Friday, April 22, 2011

"MAKEOVERS FOR INMATES"

People often say to me, "Erin, you have too much time on your hands" I say, "NOPE, I'm not even wearing a watch DUMMY, you are!!!"...So clearly, you are the one with "time on your hands" not me! I wouldn't say that you have "too much" time on your hands though, cause you're only wearing ONE watch.  If you were wearing two or three watches, THAT'S JUST TOO MUCH, now isn't it?!....so here I am with NO TIME ON MY HANDS, writing these blogs, why? Because I love to write and I love to think (even though sometimes it hurts a little.)  Why is it that just because I am doing something that I love, people think that I'm doing something that shouldn't be done?  Do I have to do something TERRIBLY BORING to earn the right to do something that I love...( I mean I do IRON, doesn't that count?)...I have to do things that I love to stay happy and for those of you with TOO MUCH TIME ON YOUR HANDS...TRY doing something you love every now and then and quit thinking that it's wrong....unless it actually IS WRONG, like don't go stealing a car and smoking a whole mess of drugs and then when the cops come you throw your hands up and say, "HEY Erin told me to do something that I love and she even said that it's NOT wrong"...Then we are both in trouble...and I don't wanna get arrested for telling you to do something that you love...Plus, could you picture me in jail??  OMG, I think I would die...I would probably get beat everyday, and called names, and forced to join a gang, and pull one pant leg up, and tie a bandanna around my head with some bad a$$ braids, all while limpin with a gangsta lean, just to look intimidating!  AND What if I had to get a tattoo???

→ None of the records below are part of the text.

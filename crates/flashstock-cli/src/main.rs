use std::path::PathBuf;
use std::sync::Arc;

use clap::{Parser, Subcommand};
use tracing::info;

use flashstock_core::cache::HotStore;
use flashstock_core::db;
use flashstock_core::repository::{create_pool, PostgresAuditRepository};
use flashstock_core::reservation::ReservationEngine;
use flashstock_core::sweeper::ExpirySweeper;
use flashstock_core::{Config, Result};

#[derive(Parser)]
#[command(name = "flashstock")]
#[command(about = "Flash-sale inventory reservation service")]
#[command(version)]
struct Cli {
    #[command(subcommand)]
    command: Commands,

    #[arg(short, long, global = true, help = "Configuration file path")]
    config: Option<PathBuf>,

    #[arg(short, long, global = true, help = "Log level (error, warn, info, debug, trace)")]
    log_level: Option<String>,
}

#[derive(Subcommand)]
enum Commands {
    /// Start the API server, the expiry sweeper, and run pending migrations.
    Server {
        #[arg(short = 'H', long, help = "Bind address")]
        host: Option<String>,

        #[arg(short = 'P', long, help = "Port number")]
        port: Option<u16>,

        #[arg(long, help = "Skip automatic database migration on startup")]
        skip_migrate: bool,
    },

    /// Database operations.
    Db {
        #[command(subcommand)]
        command: DbCommands,
    },
}

#[derive(Subcommand)]
enum DbCommands {
    /// Apply pending migrations.
    Migrate,
}

#[tokio::main]
async fn main() -> Result<()> {
    let cli = Cli::parse();

    let log_level = cli.log_level.as_deref().unwrap_or("info");
    tracing_subscriber::fmt().with_env_filter(log_level).init();

    let mut config = if let Some(ref path) = cli.config {
        Config::load(path)?
    } else {
        Config::from_env()?
    };

    match cli.command {
        Commands::Server { host, port, skip_migrate } => {
            if let Some(host) = host {
                config.server.host = host;
            }
            if let Some(port) = port {
                config.server.port = port;
            }

            if !skip_migrate {
                run_migrations(&config).await?;
            }

            let sweeper_handle = spawn_sweeper(&config).await?;

            info!(host = %config.server.host, port = config.server.port, "starting flashstock");
            let result = flashstock_api::run(config).await;
            sweeper_handle.abort();
            result
        }
        Commands::Db { command } => match command {
            DbCommands::Migrate => run_migrations(&config).await,
        },
    }
}

async fn run_migrations(config: &Config) -> Result<()> {
    info!("running database migrations");
    let pool = create_pool(&config.database).await?;
    db::auto_migrate(&pool).await?;
    info!("migrations complete");
    Ok(())
}

/// The sweeper needs its own Redis/Postgres handles, independent of the
/// ones the API server opens for its own request handling.
async fn spawn_sweeper(config: &Config) -> Result<tokio::task::JoinHandle<()>> {
    let pool = create_pool(&config.database).await?;
    let audit: Arc<dyn flashstock_core::repository::AuditRepository> =
        Arc::new(PostgresAuditRepository::new(pool));
    let hot_store = HotStore::new(config.redis.clone()).await?;
    let engine = Arc::new(ReservationEngine::new(
        hot_store.clone(),
        config.reservation.clone(),
        audit,
    ));
    let sweeper = Arc::new(ExpirySweeper::new(hot_store, engine, config.reservation.clone()));
    Ok(sweeper.start())
}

Then when the guards were done ruining my life, the inmates would have their turn to hate on me...I have a feeling none of them would like me very much, but maybe I could sway them with an AWESOME MAKEOVER DAY, what girl wouldn't love that???....I'd stand on a chair while we are in the lunch room? mess hall? dining room? ...(screw it, whatever the place is where prisoners eat) and I'd yell...... "ALRIGHT, LISTEN UP...put your teeth back in B1TCHES, we are having A MAKEOVER DAY" and they would all perk right up and stop hating on me, cause they are girls and girls like that! And if those jerky guards wouldn't give us any cosmetics and makeover paraphernalia (<---that's prison talk for makeup brushes and tweezers) then we could use our food with natural dyes (cause them b!tches gotta feed us)...... we could squish up our raspberries and put it on our lips for lipstick (FUN) and we could take beets and squish those all to hell too (no one eats beets anyway...GROSS) and use it for blush, We could grab some dirt from the play field? outdoor time area? play ground?...(whatever the hell they call that place where they let you stand outside and tan for a while, I see it in movies)...anyway, we could grab a buncha dirt and add water to it and do mud facials!!! And I could make a SHANK out of my toothbrush (isn't a shank where you turn regular stuff into makeup brushes?)   THIS WOULD BE SO FUN!!!!!...So please PLEASE please the next time you do something TERRIBLE tell your arresting officer that I said it was OK, so I get arrested too! ...Omg, I almost forgot!!  That's right!!!!!..... I wouldn't go straight to jail, I would need to be arrested first! I would be arrested, hand cuffed, and told all about Miranda's rights!....Do you think it would be offensive if I asked my arresting officer to keep his hat on and talk in a really sexy deep voice?????.....ohhhhh this little daydream JUST GETS BETTER AND BETTER!!!!


 WOW!!!!!!!  My arresting officer looks exactly like  Enrique 'Iglesias and why am I smiling, this is supposed to be TERRIBLE! I think I want to RESIST ARREST! Just DON'T TASE ME BRO!